For my cheaters method of free motion applique I use sections of fabric that contain a subject I like such as a bird or flower and cut out the individual object. I then use these individual pieces to create a new scene or pattern.

Today I will show you how I made a lovely simple, small scene which I later turned into a bib for my toddler.


Free Motion Applique Foot - Bother Sewing Machine

Sewing machine

Free motion applique foot

Large fabric scissors

Small fabric scissors for intricate cutting out

Clear drying and flexible fabric glue



Depending on the project you have planned there is additional equipment you can use to make things easier or give a finer finish.

  • Stabilizer - Stabilizers are used to prevent your fabric from distorting which can occur if you are sewing over one area repeatedly and layering up a large amount of thread.

  • Double sided adhesive sheets - these allow you to stick two pieces of fabric together, often using an iron, and can prevent your raw edges from fraying. I've used fabric glue for this project as there were lots of small pieces and I think light fraying adds to the effect. However, if I were to applique a large piece to clothing I might use this instead.

A word on fabric:

The best fabric to use for my cheats method of applique are ones with objects with discernible edges. These are much easier to cut out. A good example of what I mean by this would be the tree fabric pictured below.

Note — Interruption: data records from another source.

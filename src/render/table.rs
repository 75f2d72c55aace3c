use super::html::Element;
use crate::{api::types::AccessPoint, core::table::KnownAps};

/// `id` of the `<tbody>` the setup view renders into.
pub const TABLE_BODY_ID: &str = "wifi-networks";

const COLUMNS: usize = 4;

/// Row shown while the first scan is still outstanding.
pub fn placeholder_row() -> String {
    Element::new("tr")
        .child(
            Element::new("td")
                .attr("colspan", COLUMNS.to_string())
                .text("Scanning..."),
        )
        .to_html()
}

/// One row per known network, in table order.
pub fn render_table_body(known: &KnownAps) -> String {
    known.iter().map(|ap| access_point_row(ap).to_html()).collect()
}

fn access_point_row(ap: &AccessPoint) -> Element {
    let connect = Element::new("button")
        .attr("type", "button")
        .attr("class", "btn btn-primary wifi-connect")
        .attr("data-ssid", ap.ssid.as_str())
        .text("Connect");

    Element::new("tr").children([
        Element::new("td").text(ap.ssid.as_str()),
        Element::new("td").text(ap.auth.as_str()),
        Element::new("td").text(ap.quality.to_string()),
        Element::new("td").child(connect),
    ])
}

/// Wrap a rendered table body into a standalone page.
///
/// `body` must come from [`render_table_body`] or [`placeholder_row`]; it is
/// inserted verbatim.
pub fn render_page(body: &str, refresh_secs: Option<u64>) -> String {
    let refresh = refresh_secs
        .map(|secs| {
            Element::new("meta")
                .attr("http-equiv", "refresh")
                .attr("content", secs.to_string())
                .to_html()
        })
        .unwrap_or_default();
    let header = Element::new("thead").child(
        Element::new("tr")
            .child(Element::new("th").text("SSID"))
            .child(Element::new("th").text("Auth"))
            .child(Element::new("th").text("Quality"))
            .child(Element::new("th")),
    );

    format!(
        "<!DOCTYPE html><html><head><meta charset=\"utf-8\">{refresh}<title>Setup WiFi</title></head>\
         <body><h1>Setup WiFi</h1><table class=\"table\">{header}<tbody id=\"{TABLE_BODY_ID}\">{body}</tbody></table></body></html>\n"
    )
}

#[cfg(test)]
mod tests {
    use super::*;

    #[test]
    fn test_row_layout() {
        let mut known = KnownAps::new();
        known.upsert(AccessPoint::new("home", "WPA2", 80.0));
        assert_eq!(
            render_table_body(&known),
            "<tr><td>home</td><td>WPA2</td><td>80</td><td>\
             <button type=\"button\" class=\"btn btn-primary wifi-connect\" data-ssid=\"home\">Connect</button>\
             </td></tr>"
        );
    }

    #[test]
    fn test_render_is_idempotent_and_ordered() {
        let mut known = KnownAps::new();
        known.upsert(AccessPoint::new("zulu", "Open", 12.5));
        known.upsert(AccessPoint::new("alpha", "WPA2", 99.0));

        let first = render_table_body(&known);
        let second = render_table_body(&known);
        assert_eq!(first, second);
        assert!(first.find("alpha").unwrap() < first.find("zulu").unwrap());
        assert!(first.contains("<td>12.5</td>"));
    }

    #[test]
    fn test_markup_in_ssid_is_escaped() {
        let mut known = KnownAps::new();
        known.upsert(AccessPoint::new("<img src=x onerror=alert(1)>", "Open", 5.0));
        let html = render_table_body(&known);
        assert!(!html.contains("<img"));
        assert!(html.contains("&lt;img src=x onerror=alert(1)&gt;"));
    }

    #[test]
    fn test_empty_table_renders_nothing() {
        assert_eq!(render_table_body(&KnownAps::new()), "");
        assert_eq!(
            placeholder_row(),
            "<tr><td colspan=\"4\">Scanning...</td></tr>"
        );
    }

    #[test]
    fn test_page_wraps_body() {
        let page = render_page(&placeholder_row(), Some(5));
        assert!(page.starts_with("<!DOCTYPE html>"));
        assert!(page.contains("<meta http-equiv=\"refresh\" content=\"5\">"));
        assert!(page.contains("<tbody id=\"wifi-networks\"><tr><td colspan=\"4\">Scanning...</td></tr></tbody>"));
        assert!(!render_page("", None).contains("refresh"));
    }
}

  1. Select the fabric you want to use for your project and decide on the scene or pattern you wish to create.

Lay out your background fabric and mark on it any parameters hout by hand and cut them out to the size and shape required.

Add any outlines or other details you need to take into consideration with your scene, to your backing fabric. As I was making my free motion applique piece into a bib I needed to add the bib outline to the piece. The ensured my piece was the right shape , size and helped with the overall layout.

Bib layout on background fabric. A diffeent fabrics will be used for the top part of the bib so was not included on the yellow backing fabric.

Cut out your chosen shapes from your fabric. Use small sharp scissors to ensure you can accurately remove the piece.

Place the pieces on your background fabric and arrange them as you like.Once you are happy with your scene take a photo of it. You will need to move your pieces off of the background so this will be the best way of knowing where each piece belongs.

Pieces placed in to position. I wanted the hills to meet the bib edge so I allowed them to over lap the edge of the bib.

As we will be layering up our pieces and overlapping them, starting with your piece that will be nearest to the background, spread a thin layer of fabric glue over the wrong side of your fabric and put the piece in place on your background and allow to dry for a few seconds. I started with my furthest hill as it wouldn't be overlapping any other piece.

Now, with your chosen thread, you can draw round your first piece using free motion applique. This can simply involve stitching close to the edge of the piece once or several times or alternately you can add details or a pattern.

First hill completed with a simple edge stitch.

Take your next pattern piece, the second closest to the background, and repeat the process

Repeat this until all your pieces are in position and you have added any free motion details you require.

Remember: You don't have to use the same thread for your entire scene. I used complementary colours to help the details pop out.

Once your scene is competed you can use it however you see fit. Cushion covers, blankets, clothing, wall art or even a simple bib.